SUPPLIED MATERIAL:
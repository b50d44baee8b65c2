//! Integration tests for `DieselTicketRepository` against embedded PostgreSQL.
//!
//! Covers the ledger transactions (conditional decrement, usage upsert,
//! rollback of failed halves), the staffing rule and concurrent writers
//! racing for the same stock or crew.

use std::collections::BTreeSet;

use mechanic_shop::domain::ports::{PartRepository, TicketRepository, TicketScope};
use mechanic_shop::domain::{
    CustomerId, ErrorCode, MechanicChanges, NewTicket, PartId, PartsAdjustment,
    ServiceDescription, TicketId, Vin,
};
use rstest::{fixture, rstest};
use tokio::task::JoinSet;

mod support;

use support::handle_cluster_setup_failure;
use support::shop_seed::{DieselShop, service_date};

const TEST_DB: &str = "diesel_ticket_repo_test";

#[fixture]
fn shop_context() -> Option<DieselShop> {
    match DieselShop::start(TEST_DB, 4) {
        Ok(shop) => Some(shop),
        Err(reason) => handle_cluster_setup_failure(reason),
    }
}

fn adjust(part: PartId, used: u32, returned: u32) -> PartsAdjustment {
    PartsAdjustment::new(part, used, returned).expect("valid adjustment")
}

async fn usage_on(shop: &DieselShop, ticket: TicketId) -> Vec<(PartId, u32)> {
    shop.tickets
        .find(ticket)
        .await
        .expect("read ticket")
        .expect("ticket exists")
        .parts
        .iter()
        .map(|usage| (usage.part_id, usage.quantity_used))
        .collect()
}

async fn race_reservations(
    shop: &DieselShop,
    part: PartId,
    claims: &[(TicketId, u32)],
) -> Vec<Result<u32, ErrorCode>> {
    let mut tasks = JoinSet::new();
    for &(ticket, quantity) in claims {
        let tickets = shop.tickets.clone();
        tasks.spawn(async move {
            tickets
                .adjust_parts(ticket, adjust(part, quantity, 0))
                .await
                .map(|outcome| outcome.position.used_on_ticket)
                .map_err(|err| err.code())
        });
    }
    let mut outcomes = Vec::new();
    while let Some(joined) = tasks.join_next().await {
        outcomes.push(joined.expect("task completes"));
    }
    outcomes
}

#[rstest]
fn reserve_then_release_updates_stock_and_usage(shop_context: Option<DieselShop>) {
    let Some(shop) = shop_context else {
        eprintln!("SKIP-TEST-CLUSTER: reserve_then_release_updates_stock_and_usage skipped");
        return;
    };

    shop.runtime.block_on(async {
        let customer = shop.customer("owner").await;
        let mechanic = shop.mechanic("wrench").await;
        let headlights = shop.part("Headlights", 5999, 20).await;
        let ticket = shop.ticket(customer, &[mechanic]).await;

        let reserved = shop
            .tickets
            .adjust_parts(ticket, adjust(headlights, 5, 0))
            .await
            .expect("reserve 5");
        assert_eq!(reserved.position.used_on_ticket, 5);
        assert_eq!(reserved.part_name.as_ref(), "Headlights");
        assert_eq!(shop.on_hand(headlights).await, 15);

        let released = shop
            .tickets
            .adjust_parts(ticket, adjust(headlights, 0, 2))
            .await
            .expect("release 2");
        assert_eq!(released.position.used_on_ticket, 3);
        assert_eq!(shop.on_hand(headlights).await, 17);

        assert_eq!(usage_on(&shop, ticket).await, vec![(headlights, 3)]);
    });
}

#[rstest]
fn oversized_reservation_changes_nothing(shop_context: Option<DieselShop>) {
    let Some(shop) = shop_context else {
        eprintln!("SKIP-TEST-CLUSTER: oversized_reservation_changes_nothing skipped");
        return;
    };

    shop.runtime.block_on(async {
        let customer = shop.customer("owner").await;
        let mechanic = shop.mechanic("wrench").await;
        let headlights = shop.part("Headlights", 5999, 20).await;
        let ticket = shop.ticket(customer, &[mechanic]).await;

        let err = shop
            .tickets
            .adjust_parts(ticket, adjust(headlights, 100, 0))
            .await
            .expect_err("insufficient stock");
        assert_eq!(err.code(), ErrorCode::InsufficientStock);
        assert_eq!(err.message(), "Not enough Headlightss in inventory");
        assert_eq!(shop.on_hand(headlights).await, 20);
        assert!(usage_on(&shop, ticket).await.is_empty());
    });
}

#[rstest]
fn combined_adjustments_apply_or_roll_back_as_one(shop_context: Option<DieselShop>) {
    let Some(shop) = shop_context else {
        eprintln!("SKIP-TEST-CLUSTER: combined_adjustments_apply_or_roll_back_as_one skipped");
        return;
    };

    shop.runtime.block_on(async {
        let customer = shop.customer("owner").await;
        let mechanic = shop.mechanic("wrench").await;
        let filters = shop.part("Oil filter", 1250, 4).await;
        let ticket = shop.ticket(customer, &[mechanic]).await;

        let err = shop
            .tickets
            .adjust_parts(ticket, adjust(filters, 2, 3))
            .await
            .expect_err("release half exceeds usage");
        assert_eq!(err.code(), ErrorCode::OverReturn);
        assert_eq!(shop.on_hand(filters).await, 4);
        assert!(usage_on(&shop, ticket).await.is_empty());

        let outcome = shop
            .tickets
            .adjust_parts(ticket, adjust(filters, 4, 3))
            .await
            .expect("release draws on the reserved units");
        assert_eq!(outcome.position.used_on_ticket, 1);
        assert_eq!(shop.on_hand(filters).await, 3);
        assert_eq!(usage_on(&shop, ticket).await, vec![(filters, 1)]);
    });
}

#[rstest]
fn unknown_references_are_rejected(shop_context: Option<DieselShop>) {
    let Some(shop) = shop_context else {
        eprintln!("SKIP-TEST-CLUSTER: unknown_references_are_rejected skipped");
        return;
    };

    shop.runtime.block_on(async {
        let customer = shop.customer("owner").await;
        let mechanic = shop.mechanic("wrench").await;

        let orphan = NewTicket::new(
            CustomerId::new(9_999),
            Vin::new("1HGCM82633A123456").expect("valid VIN"),
            service_date(),
            ServiceDescription::new("Brake pads").expect("valid description"),
            [mechanic],
        )
        .expect("valid ticket");
        let err = shop.tickets.insert(orphan).await.expect_err("unknown customer");
        assert_eq!(err.code(), ErrorCode::InvalidReference);
        assert_eq!(err.message(), "Customer with ID 9999 does not exist");

        let ticket = shop.ticket(customer, &[mechanic]).await;
        let err = shop
            .tickets
            .adjust_parts(ticket, adjust(PartId::new(9_999), 1, 0))
            .await
            .expect_err("unknown part");
        assert_eq!(err.code(), ErrorCode::InvalidReference);

        let listed = shop.tickets.list(TicketScope::All).await.expect("list");
        assert_eq!(listed.len(), 1);
    });
}

#[rstest]
fn sole_mechanic_cannot_be_unassigned(shop_context: Option<DieselShop>) {
    let Some(shop) = shop_context else {
        eprintln!("SKIP-TEST-CLUSTER: sole_mechanic_cannot_be_unassigned skipped");
        return;
    };

    shop.runtime.block_on(async {
        let customer = shop.customer("owner").await;
        let mechanic = shop.mechanic("wrench").await;
        let helper = shop.mechanic("helper").await;
        let ticket = shop.ticket(customer, &[mechanic]).await;

        let err = shop
            .tickets
            .update_mechanics(
                ticket,
                MechanicChanges {
                    add: Vec::new(),
                    remove: vec![mechanic],
                },
            )
            .await
            .expect_err("last mechanic");
        assert_eq!(err.code(), ErrorCode::LastMechanicViolation);

        let swapped = shop
            .tickets
            .update_mechanics(
                ticket,
                MechanicChanges {
                    add: vec![helper],
                    remove: vec![mechanic],
                },
            )
            .await
            .expect("adds apply before removals");
        assert_eq!(swapped.mechanic_ids, BTreeSet::from([helper]));
    });
}

#[rstest]
fn deleting_tickets_keeps_stock_consumed(shop_context: Option<DieselShop>) {
    let Some(shop) = shop_context else {
        eprintln!("SKIP-TEST-CLUSTER: deleting_tickets_keeps_stock_consumed skipped");
        return;
    };

    shop.runtime.block_on(async {
        let customer = shop.customer("owner").await;
        let mechanic = shop.mechanic("wrench").await;
        let headlights = shop.part("Headlights", 5999, 20).await;
        let ticket = shop.ticket(customer, &[mechanic]).await;
        shop.tickets
            .adjust_parts(ticket, adjust(headlights, 6, 0))
            .await
            .expect("reserve");

        let err = shop.parts.delete(headlights).await.expect_err("part in use");
        assert_eq!(err.code(), ErrorCode::Conflict);

        shop.tickets.delete(ticket).await.expect("ticket deleted");
        assert_eq!(shop.on_hand(headlights).await, 14);
        assert!(shop.tickets.find(ticket).await.expect("read").is_none());
        let err = shop.tickets.delete(ticket).await.expect_err("already gone");
        assert_eq!(err.code(), ErrorCode::NotFound);
    });
}

#[rstest]
fn racing_reservations_never_overdraw_stock(shop_context: Option<DieselShop>) {
    let Some(shop) = shop_context else {
        eprintln!("SKIP-TEST-CLUSTER: racing_reservations_never_overdraw_stock skipped");
        return;
    };

    shop.runtime.block_on(async {
        let customer = shop.customer("owner").await;
        let mechanic = shop.mechanic("wrench").await;
        let headlights = shop.part("Headlights", 5999, 20).await;
        let first = shop.ticket(customer, &[mechanic]).await;
        let second = shop.ticket(customer, &[mechanic]).await;

        let outcomes =
            race_reservations(&shop, headlights, &[(first, 15), (second, 15)]).await;

        let granted: Vec<_> = outcomes.iter().filter_map(|outcome| outcome.ok()).collect();
        assert_eq!(granted, vec![15], "exactly one reservation fits: {outcomes:?}");
        assert!(outcomes.contains(&Err(ErrorCode::InsufficientStock)));
        assert_eq!(shop.on_hand(headlights).await, 5);
    });
}

#[rstest]
fn many_racing_reservations_conserve_stock(shop_context: Option<DieselShop>) {
    let Some(shop) = shop_context else {
        eprintln!("SKIP-TEST-CLUSTER: many_racing_reservations_conserve_stock skipped");
        return;
    };

    shop.runtime.block_on(async {
        let customer = shop.customer("owner").await;
        let mechanic = shop.mechanic("wrench").await;
        let headlights = shop.part("Headlights", 5999, 20).await;
        let mut claims = Vec::new();
        for _ in 0..10 {
            claims.push((shop.ticket(customer, &[mechanic]).await, 3));
        }

        let outcomes = race_reservations(&shop, headlights, &claims).await;

        let granted = outcomes.iter().filter(|outcome| outcome.is_ok()).count();
        let refused = outcomes
            .iter()
            .filter(|outcome| **outcome == Err(ErrorCode::InsufficientStock))
            .count();
        assert_eq!((granted, refused), (6, 4), "{outcomes:?}");

        let used: u32 = shop
            .tickets
            .list(TicketScope::All)
            .await
            .expect("list")
            .iter()
            .flat_map(|ticket| ticket.parts.iter())
            .map(|usage| usage.quantity_used)
            .sum();
        let remaining = shop.on_hand(headlights).await;
        assert_eq!(remaining + used, 20);
        assert_eq!(remaining, 2);
    });
}

#[rstest]
fn racing_unassignments_leave_one_mechanic(shop_context: Option<DieselShop>) {
    let Some(shop) = shop_context else {
        eprintln!("SKIP-TEST-CLUSTER: racing_unassignments_leave_one_mechanic skipped");
        return;
    };

    shop.runtime.block_on(async {
        let customer = shop.customer("owner").await;
        let mechanic = shop.mechanic("wrench").await;
        let helper = shop.mechanic("helper").await;
        let ticket = shop.ticket(customer, &[mechanic, helper]).await;

        let mut tasks = JoinSet::new();
        for leaving in [mechanic, helper] {
            let tickets = shop.tickets.clone();
            tasks.spawn(async move {
                tickets
                    .update_mechanics(
                        ticket,
                        MechanicChanges {
                            add: Vec::new(),
                            remove: vec![leaving],
                        },
                    )
                    .await
                    .map(|_| ())
                    .map_err(|err| err.code())
            });
        }
        let mut outcomes = Vec::new();
        while let Some(joined) = tasks.join_next().await {
            outcomes.push(joined.expect("task completes"));
        }

        assert_eq!(outcomes.iter().filter(|outcome| outcome.is_ok()).count(), 1);
        assert!(outcomes.contains(&Err(ErrorCode::LastMechanicViolation)));
        let stored = shop
            .tickets
            .find(ticket)
            .await
            .expect("read ticket")
            .expect("ticket exists");
        assert_eq!(stored.mechanic_ids.len(), 1);
    });
}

TASK REQUIREMENTS:
Nothing but a number should be given: the number of lines in the records that contain the word "JoinSet".

SOLUTION:
3